François Bausch: Das ist auch nicht erstaunlich. Wir befinden uns jetzt in der härtesten Phase der Umsetzung. Das betrifft die Baustellender CFL, der Tram, und auch einige Straßenbauprojekte. Aber von Jahr zu Jahr werden Elemente dazukommen, die veranschaulichen, dass es besser wird. Schlüsseljahr ist das Jahr 2023. Dann werden die ganz großen Baustellen fertig sein: die gesamte Tramstrecke von der Cloche d'Or bis Kirchberg, der Ausbau des hauptstädtischen Bahnhofs und die Zweigleisigkeit der Bettemburger Strecke. Doch auch jetzt sind Verbesserungen zu sehen. In diesem Frühjahr ging die zweigleisige Sandweiler Strecke in Betrieb, Ende des Jahres wird der fünfte Bahnsteig am Hauptbahnhof fertig sein. Ab Dezember wird die Zahl der sogenannten Weststreckenzüge von Trier nach Luxemburg erhöht. Im Frühjahr 2020 wird der Turbo-Rond-Point Schaffner (Irrgarten, Anm. d. Red.) fertig sein.

Ende 2020 geht die Tramstrecke zum Hauptbahnhof in Betrieb und die RGTR-Busse verschwinden aus der Stadt. Was beim Modu 2.0 noch fehlt, ist das Infrastrukturkonzept bis 2035, damit wir künftig bei den Infrastrukturprojekten antizipieren statt mit den Baustellen hinterherzuhinken. Zur Hälfte der Legislaturperiode wollen wir den infrastrukturellen Teil des Modu 2.0 vorstellen. Wir müssen aber auch über die Entwicklung unseres Landes diskutieren ...

Luxemburger Wort: Der Ansatz, über qualitatives Wachstum zu diskutieren, war da. Doch heute redet kaum noch jemand darüber ...

François Bausch: Claude Turmes arbeitet am Programme directeur, das beschreibt, wie Luxemburg in den nächsten Jahren entwickelt werden soll. Luxemburg erlebt eine enorme wirtschaftliche Dynamik, die Kehrseite der Medaille sind indirekte Kosten, Kollateralschäden, die zeitverzögert über uns hereinbrechen, wie zum Beispiel der Bedarf an Infrastrukturen.

Wenn wie aus der Wachstumsspirale herauskommen wollen, können wir nicht mehr alles annehmen. Wir sollten die Prinzipien der Rifkin-Strategie ernster nehmen und keine Entscheidungen treffen, die im Widerspruch dazu stehen. Diese Diskussion muss geführt werden. Es geht darum, was das Land verkraften kann, und um den sozialen Zusammenhalt.

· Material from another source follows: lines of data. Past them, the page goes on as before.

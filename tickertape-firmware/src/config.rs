//! Configuration loading
//!
//! The configuration is compiled into the image from `ticker.toml` and
//! checked by `build.rs`; parsing here uses the core no_std parser.

use defmt::*;

use tickertape_core::config::{parse_config, TickerConfig};

/// Embedded configuration (compiled into firmware)
/// Edit ticker.toml and rebuild to customize
const EMBEDDED_CONFIG: &str = include_str!("../ticker.toml");

/// Parse and validate the embedded configuration
///
/// Falls back to the built-in defaults when parsing fails. A configuration
/// that parses but does not validate is still returned; the device then
/// fails to join and ends up showing nearby networks.
pub fn load_config() -> TickerConfig {
    let config = match parse_config(EMBEDDED_CONFIG) {
        Ok(config) => config,
        Err(e) => {
            error!("ticker.toml rejected ({}), using defaults", e);
            TickerConfig::new()
        }
    };

    match config.validate() {
        Ok(()) => info!(
            "Config: ssid={}, {} symbols, fetch every {}ms",
            config.wifi.ssid.as_str(),
            config.feed.symbols.len(),
            config.feed.fetch_interval_ms
        ),
        Err(e) => error!("Configuration incomplete: {}", e),
    }

    config
}
//! Speed button
//!
//! One push button cycles the marquee through a fixed set of speeds.

use embedded_hal::digital::InputPin;
use embedded_hal_async::delay::DelayNs;

use crate::config::{UiConfig, SPEED_STEPS};

/// Index into the frame delay table, 0 being the slowest
#[derive(Debug, Clone, Copy, PartialEq, Eq, Default)]
#[cfg_attr(feature = "defmt", derive(defmt::Format))]
pub struct SpeedIndex(u8);

impl SpeedIndex {
    pub const fn new() -> Self {
        Self(0)
    }

    pub fn value(&self) -> usize {
        self.0 as usize
    }

    /// Next speed, wrapping back to the slowest after the last step
    pub fn next(self) -> Self {
        Self(((self.0 as usize + 1) % SPEED_STEPS) as u8)
    }

    /// Tick sleep for this speed
    pub fn frame_delay_ms(&self, table: &[u16; SPEED_STEPS]) -> u32 {
        table[self.value()] as u32
    }
}

/// Re-trigger guard for accepted presses
///
/// A press is accepted only if the previous accepted press is at least
/// `window_ms` old. The first press is accepted whenever it comes, even
/// right after boot.
#[derive(Debug, Clone, Copy)]
pub struct EdgeGate {
    last_accepted: Option<u64>,
    window_ms: u32,
}

impl EdgeGate {
    pub const fn new(window_ms: u32) -> Self {
        Self {
            last_accepted: None,
            window_ms,
        }
    }

    /// Accept or reject a press seen at `now_ms`
    pub fn accept(&mut self, now_ms: u64) -> bool {
        let open = match self.last_accepted {
            Some(last) => now_ms.saturating_sub(last) >= self.window_ms as u64,
            None => true,
        };
        if open {
            self.last_accepted = Some(now_ms);
        }
        open
    }
}

/// Debounced push button
pub struct InputController<B> {
    button: B,
    active_low: bool,
    debounce_ms: u32,
}

impl<B: InputPin> InputController<B> {
    pub fn new(button: B, ui: &UiConfig) -> Self {
        Self {
            button,
            active_low: ui.button_active_low,
            debounce_ms: ui.debounce_ms,
        }
    }

    fn pressed(&mut self) -> bool {
        let level = if self.active_low {
            self.button.is_low()
        } else {
            self.button.is_high()
        };
        // A pin that cannot be read counts as released
        level.unwrap_or(false)
    }

    /// Sample the button
    ///
    /// Returns true only if it reads pressed twice, `debounce_ms` apart.
    /// Sleeps only when the first sample is pressed.
    pub async fn poll_edge<D: DelayNs>(&mut self, delay: &mut D) -> bool {
        if !self.pressed() {
            return false;
        }
        delay.delay_ms(self.debounce_ms).await;
        self.pressed()
    }

    /// Advance to the next speed
    pub fn cycle_speed(&mut self, speed: &mut SpeedIndex) {
        *speed = speed.next();
        info!("speed step {}", speed.value());
    }
}

#[cfg(test)]
mod tests {
    use super::*;
    use crate::testing::{manual_time, FakeButton};
    use embassy_futures::block_on;
    use proptest::prelude::*;

    #[test]
    fn test_speed_wraps() {
        let mut speed = SpeedIndex::new();
        let table = [40, 30, 20, 12, 6];
        let mut seen = [0u32; 6];
        for slot in seen.iter_mut() {
            *slot = speed.frame_delay_ms(&table);
            speed = speed.next();
        }
        assert_eq!(seen, [40, 30, 20, 12, 6, 40]);
    }

    #[test]
    fn test_poll_edge_confirms_press() {
        let button = FakeButton::new();
        let (_clock, mut delay) = manual_time(0);
        let mut input = InputController::new(button.clone(), &UiConfig::default());

        button.press();
        assert!(block_on(input.poll_edge(&mut delay)));
        assert_eq!(delay.sleeps(), [5]);
    }

    #[test]
    fn test_poll_edge_rejects_bounce() {
        let button = FakeButton::new();
        let (_clock, mut delay) = manual_time(0);
        let mut input = InputController::new(button.clone(), &UiConfig::default());

        button.queue_low(&[true, false]);
        assert!(!block_on(input.poll_edge(&mut delay)));

        // Released: a single read, no sleep
        assert!(!block_on(input.poll_edge(&mut delay)));
        assert_eq!(button.reads(), 3);
        assert_eq!(delay.sleeps(), [5]);
    }

    #[test]
    fn test_active_high_button() {
        let button = FakeButton::new();
        let (_clock, mut delay) = manual_time(0);
        let ui = UiConfig {
            button_active_low: false,
            ..UiConfig::default()
        };
        let mut input = InputController::new(button.clone(), &ui);

        // Empty script reads high, which is pressed here
        assert!(block_on(input.poll_edge(&mut delay)));
    }

    #[test]
    fn test_cycle_speed() {
        let mut input = InputController::new(FakeButton::new(), &UiConfig::default());
        let mut speed = SpeedIndex::new();
        for _ in 0..SPEED_STEPS {
            input.cycle_speed(&mut speed);
        }
        assert_eq!(speed, SpeedIndex::new());
    }

    #[test]
    fn test_edge_gate() {
        let mut gate = EdgeGate::new(250);
        assert!(gate.accept(100));
        assert!(!gate.accept(349));
        assert!(gate.accept(350));
    }

    proptest! {
        #[test]
        fn prop_gate_spacing(gaps in proptest::collection::vec(0u64..600, 1..50)) {
            let mut gate = EdgeGate::new(250);
            let mut now = 0u64;
            let mut accepted: Vec<u64> = Vec::new();

            for gap in gaps {
                now += gap;
                if gate.accept(now) {
                    accepted.push(now);
                }
            }

            for pair in accepted.windows(2) {
                prop_assert!(pair[1] - pair[0] >= 250);
            }
        }
    }
}
//! Object storage for profile pictures

use std::collections::HashMap;
use std::time::Duration;

use async_trait::async_trait;
use thiserror::Error;
use tokio::sync::RwLock;
use uuid::Uuid;

#[derive(Debug, Error)]
pub enum StorageError {
    #[error("Object storage is not configured")]
    NotConfigured,
    #[error("storage request failed: {0}")]
    Request(#[from] reqwest::Error),
    #[error("storage rejected the request with status {status}: {body}")]
    Rejected { status: u16, body: String },
}

#[async_trait]
pub trait ObjectStorage: Send + Sync {
    /// Store `bytes` under `key` and return the public locator
    async fn put(&self, key: &str, bytes: Vec<u8>, content_type: &str) -> Result<String, StorageError>;

    /// Remove the object behind a locator previously returned by `put`
    async fn delete(&self, locator: &str) -> Result<(), StorageError>;
}

/// `profile-pictures/<user id>-<random>.<ext>`
pub fn picture_key(user_id: Uuid, mime_type: &str) -> String {
    let ext = match mime_type {
        "image/jpeg" => "jpg",
        "image/png" => "png",
        "image/gif" => "gif",
        "image/webp" => "webp",
        _ => "bin",
    };
    format!("profile-pictures/{}-{}.{}", user_id, Uuid::new_v4(), ext)
}

/// Bucket behind a plain HTTP object API (`PUT`/`DELETE {endpoint}/{bucket}/{key}`)
pub struct HttpObjectStorage {
    client: reqwest::Client,
    endpoint: String,
    bucket: String,
    token: Option<String>,
    public_base: String,
}

impl HttpObjectStorage {
    pub fn new(endpoint: String, bucket: String, token: Option<String>, public_url: Option<String>) -> Self {
        let client = reqwest::ClientBuilder::new()
            .timeout(Duration::from_secs(30))
            .build()
            .unwrap_or_else(|_| reqwest::Client::new());
        let endpoint = endpoint.trim_end_matches('/').to_string();
        let public_base = public_url
            .map(|url| url.trim_end_matches('/').to_string())
            .unwrap_or_else(|| format!("{}/{}", endpoint, bucket));

        Self {
            client,
            endpoint,
            bucket,
            token,
            public_base,
        }
    }

    fn object_url(&self, key: &str) -> String {
        format!("{}/{}/{}", self.endpoint, self.bucket, key)
    }

    fn key_for<'a>(&self, locator: &'a str) -> Option<&'a str> {
        locator
            .strip_prefix(self.public_base.as_str())
            .map(|rest| rest.trim_start_matches('/'))
    }

    fn authorize(&self, request: reqwest::RequestBuilder) -> reqwest::RequestBuilder {
        match &self.token {
            Some(token) => request.bearer_auth(token),
            None => request,
        }
    }

    async fn check(response: reqwest::Response) -> Result<(), StorageError> {
        let status = response.status();
        if status.is_success() {
            return Ok(());
        }
        let body = response.text().await.unwrap_or_default();
        Err(StorageError::Rejected {
            status: status.as_u16(),
            body,
        })
    }
}

#[async_trait]
impl ObjectStorage for HttpObjectStorage {
    async fn put(&self, key: &str, bytes: Vec<u8>, content_type: &str) -> Result<String, StorageError> {
        let url = self.object_url(key);
        tracing::debug!(%url, size = bytes.len(), "uploading object");

        let response = self
            .authorize(self.client.put(&url))
            .header(reqwest::header::CONTENT_TYPE, content_type)
            .body(bytes)
            .send()
            .await?;
        Self::check(response).await?;

        Ok(format!("{}/{}", self.public_base, key))
    }

    async fn delete(&self, locator: &str) -> Result<(), StorageError> {
        let Some(key) = self.key_for(locator) else {
            tracing::warn!(%locator, "locator does not belong to this bucket; skipping delete");
            return Ok(());
        };
        let response = self
            .authorize(self.client.delete(self.object_url(key)))
            .send()
            .await?;
        // A missing object is already in the desired state.
        if response.status() == reqwest::StatusCode::NOT_FOUND {
            return Ok(());
        }
        Self::check(response).await
    }
}

/// Keeps objects in process memory
#[derive(Default)]
pub struct InMemoryStorage {
    objects: RwLock<HashMap<String, (Vec<u8>, String)>>,
}

const MEMORY_SCHEME: &str = "memory://";

impl InMemoryStorage {
    pub fn new() -> Self {
        Self::default()
    }

    pub async fn contains(&self, locator: &str) -> bool {
        match locator.strip_prefix(MEMORY_SCHEME) {
            Some(key) => self.objects.read().await.contains_key(key),
            None => false,
        }
    }

    pub async fn len(&self) -> usize {
        self.objects.read().await.len()
    }

    pub async fn is_empty(&self) -> bool {
        self.len().await == 0
    }
}

#[async_trait]
impl ObjectStorage for InMemoryStorage {
    async fn put(&self, key: &str, bytes: Vec<u8>, content_type: &str) -> Result<String, StorageError> {
        self.objects
            .write()
            .await
            .insert(key.to_string(), (bytes, content_type.to_string()));
        Ok(format!("{}{}", MEMORY_SCHEME, key))
    }

    async fn delete(&self, locator: &str) -> Result<(), StorageError> {
        if let Some(key) = locator.strip_prefix(MEMORY_SCHEME) {
            self.objects.write().await.remove(key);
        }
        Ok(())
    }
}

/// Stand-in used when no storage endpoint is configured
pub struct DisabledStorage;

#[async_trait]
impl ObjectStorage for DisabledStorage {
    async fn put(&self, _key: &str, _bytes: Vec<u8>, _content_type: &str) -> Result<String, StorageError> {
        Err(StorageError::NotConfigured)
    }

    async fn delete(&self, _locator: &str) -> Result<(), StorageError> {
        Err(StorageError::NotConfigured)
    }
}

#[cfg(test)]
mod tests {
    use super::*;

    #[test]
    fn picture_keys_are_unique_and_typed() {
        let id = Uuid::new_v4();
        let a = picture_key(id, "image/png");
        let b = picture_key(id, "image/png");
        assert_ne!(a, b);
        assert!(a.starts_with(&format!("profile-pictures/{}-", id)));
        assert!(a.ends_with(".png"));
        assert!(picture_key(id, "image/jpeg").ends_with(".jpg"));
    }

    #[test]
    fn http_locators_map_back_to_keys() {
        let storage = HttpObjectStorage::new(
            "https://objects.local/".to_string(),
            "avatars".to_string(),
            None,
            None,
        );
        assert_eq!(
            storage.object_url("profile-pictures/a.png"),
            "https://objects.local/avatars/profile-pictures/a.png"
        );
        assert_eq!(
            storage.key_for("https://objects.local/avatars/profile-pictures/a.png"),
            Some("profile-pictures/a.png")
        );
        assert_eq!(storage.key_for("https://elsewhere/a.png"), None);

        let cdn = HttpObjectStorage::new(
            "https://objects.local".to_string(),
            "avatars".to_string(),
            Some("t".to_string()),
            Some("https://cdn.local/".to_string()),
        );
        assert_eq!(cdn.key_for("https://cdn.local/profile-pictures/a.png"), Some("profile-pictures/a.png"));
    }

    #[tokio::test]
    async fn memory_storage_put_and_delete() {
        let storage = InMemoryStorage::new();
        let locator = storage
            .put("profile-pictures/a.png", vec![1, 2, 3], "image/png")
            .await
            .unwrap();
        assert!(storage.contains(&locator).await);

        storage.delete(&locator).await.unwrap();
        assert!(!storage.contains(&locator).await);
        assert!(storage.is_empty().await);
    }

    #[tokio::test]
    async fn disabled_storage_refuses_uploads() {
        let err = DisabledStorage.put("k", vec![], "image/png").await.unwrap_err();
        assert_eq!(err.to_string(), "Object storage is not configured");
    }
}
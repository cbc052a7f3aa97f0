use chrono::{DateTime, Utc};
use serde::{Deserialize, Serialize};
use sqlx::FromRow;
use uuid::Uuid;

// ═══════════════════════════════════════════════════════════════════════════
// USER RECORDS
// ═══════════════════════════════════════════════════════════════════════════

/// Access level of an account
#[derive(Debug, Clone, Copy, PartialEq, Eq, Hash, Default, Serialize, Deserialize, sqlx::Type)]
#[sqlx(type_name = "text", rename_all = "lowercase")]
#[serde(rename_all = "lowercase")]
pub enum Role {
    #[default]
    User,
    Admin,
}

impl Role {
    pub fn as_str(&self) -> &'static str {
        match self {
            Role::User => "user",
            Role::Admin => "admin",
        }
    }
}

impl std::fmt::Display for Role {
    fn fmt(&self, f: &mut std::fmt::Formatter<'_>) -> std::fmt::Result {
        f.write_str(self.as_str())
    }
}

impl std::str::FromStr for Role {
    type Err = String;

    fn from_str(s: &str) -> Result<Self, Self::Err> {
        match s {
            "user" => Ok(Role::User),
            "admin" => Ok(Role::Admin),
            other => Err(format!("unknown role: {}", other)),
        }
    }
}

/// A user account as exposed to clients.
///
/// The password hash is deliberately not part of this type; lookups that need
/// it go through [`UserCredentials`].
#[derive(Debug, Clone, PartialEq, Serialize, Deserialize, FromRow)]
#[serde(rename_all = "camelCase")]
pub struct User {
    pub id: Uuid,
    pub email: String,
    pub first_name: String,
    pub last_name: String,
    pub role: Role,
    pub is_active: bool,
    pub profile_picture: Option<String>,
    pub created_at: DateTime<Utc>,
    pub updated_at: DateTime<Utc>,
}

/// A user together with its stored password hash
#[derive(Debug, Clone, FromRow)]
pub struct UserCredentials {
    #[sqlx(flatten)]
    pub user: User,
    pub password_hash: String,
}

/// Data needed to insert a new account. The password is already hashed.
#[derive(Debug, Clone)]
pub struct NewUser {
    pub email: String,
    pub password_hash: String,
    pub first_name: String,
    pub last_name: String,
    pub role: Role,
    pub is_active: bool,
}

/// Partial update of an account; `None` leaves the column untouched
#[derive(Debug, Clone, Default)]
pub struct UserChanges {
    pub email: Option<String>,
    pub password_hash: Option<String>,
    pub first_name: Option<String>,
    pub last_name: Option<String>,
}

impl UserChanges {
    pub fn is_empty(&self) -> bool {
        self.email.is_none()
            && self.password_hash.is_none()
            && self.first_name.is_none()
            && self.last_name.is_none()
    }
}

// ═══════════════════════════════════════════════════════════════════════════
// REQUEST BODIES
// ═══════════════════════════════════════════════════════════════════════════

/// Body of `POST /users`
#[derive(Debug, Clone, Deserialize)]
#[serde(rename_all = "camelCase")]
pub struct CreateUserRequest {
    pub email: String,
    pub password: String,
    pub first_name: String,
    pub last_name: String,
    #[serde(default)]
    pub role: Option<Role>,
    #[serde(default)]
    pub is_active: Option<bool>,
}

/// Body of `PATCH /users/:id` and `PATCH /users/me`
#[derive(Debug, Clone, Default, Deserialize)]
#[serde(rename_all = "camelCase")]
pub struct UpdateUserRequest {
    #[serde(default)]
    pub email: Option<String>,
    #[serde(default)]
    pub password: Option<String>,
    #[serde(default)]
    pub first_name: Option<String>,
    #[serde(default)]
    pub last_name: Option<String>,
}

/// Body of `POST /auth/login`
#[derive(Debug, Clone, Deserialize)]
pub struct LoginRequest {
    pub email: String,
    pub password: String,
}

/// Body of `PUT /users/me/picture`; `image` is base64 encoded
#[derive(Debug, Clone, Deserialize)]
#[serde(rename_all = "camelCase")]
pub struct ProfilePictureRequest {
    pub image: String,
    pub mime_type: String,
}

// ═══════════════════════════════════════════════════════════════════════════
// RESPONSE BODIES
// ═══════════════════════════════════════════════════════════════════════════

#[derive(Debug, Clone, Serialize, Deserialize)]
pub struct UserData {
    pub user: User,
}

#[derive(Debug, Clone, Serialize, Deserialize)]
pub struct UsersData {
    pub users: Vec<User>,
}

/// Envelope returned by signup and login
#[derive(Debug, Clone, Serialize, Deserialize)]
pub struct AuthResponse {
    pub status: String,
    pub token: String,
    pub data: UserData,
}

/// Envelope for a single user
#[derive(Debug, Clone, Serialize, Deserialize)]
pub struct UserResponse {
    pub status: String,
    pub data: UserData,
}

/// Envelope for a user listing
#[derive(Debug, Clone, Serialize, Deserialize)]
pub struct UserListResponse {
    pub status: String,
    pub results: usize,
    pub data: UsersData,
}

/// Envelope carrying only a message
#[derive(Debug, Clone, Serialize, Deserialize)]
pub struct MessageResponse {
    pub status: String,
    pub message: String,
}

impl AuthResponse {
    pub fn success(token: String, user: User) -> Self {
        Self {
            status: "success".to_string(),
            token,
            data: UserData { user },
        }
    }
}

impl UserResponse {
    pub fn success(user: User) -> Self {
        Self {
            status: "success".to_string(),
            data: UserData { user },
        }
    }
}

impl UserListResponse {
    pub fn success(users: Vec<User>) -> Self {
        Self {
            status: "success".to_string(),
            results: users.len(),
            data: UsersData { users },
        }
    }
}

impl MessageResponse {
    pub fn success(message: impl Into<String>) -> Self {
        Self {
            status: "success".to_string(),
            message: message.into(),
        }
    }
}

Luxemburger Wort: In der Zwischenzeit wurden bereits Entscheidungen getroffen, Google zum Beispiel. Sie haben gesagt, Google passt in die Wirtschaftsstrategie der Regierung. Claude Turmes sagt, Datenzentren wie das von Google stünden in völligem Widerspruch zum Klimaschutz ...

François Bausch: Das Problem ist nicht das Datenzentrum an sich, sondern wie es betrieben wird, also wie es gekühlt wird, wie viel Fläche und wie viel Wasser es verbraucht, wo der Strom herkommt. Wir brauchen Datenzentren mehr denn je. Und es gibt technologische Möglichkeiten, diese Datenzentren ressourcenschonender zu betreiben. Noch hat Google sich nicht für Luxemburg entschieden. Sollte es irgendwann so weit sein, müssen wir diese Dinge diskutieren.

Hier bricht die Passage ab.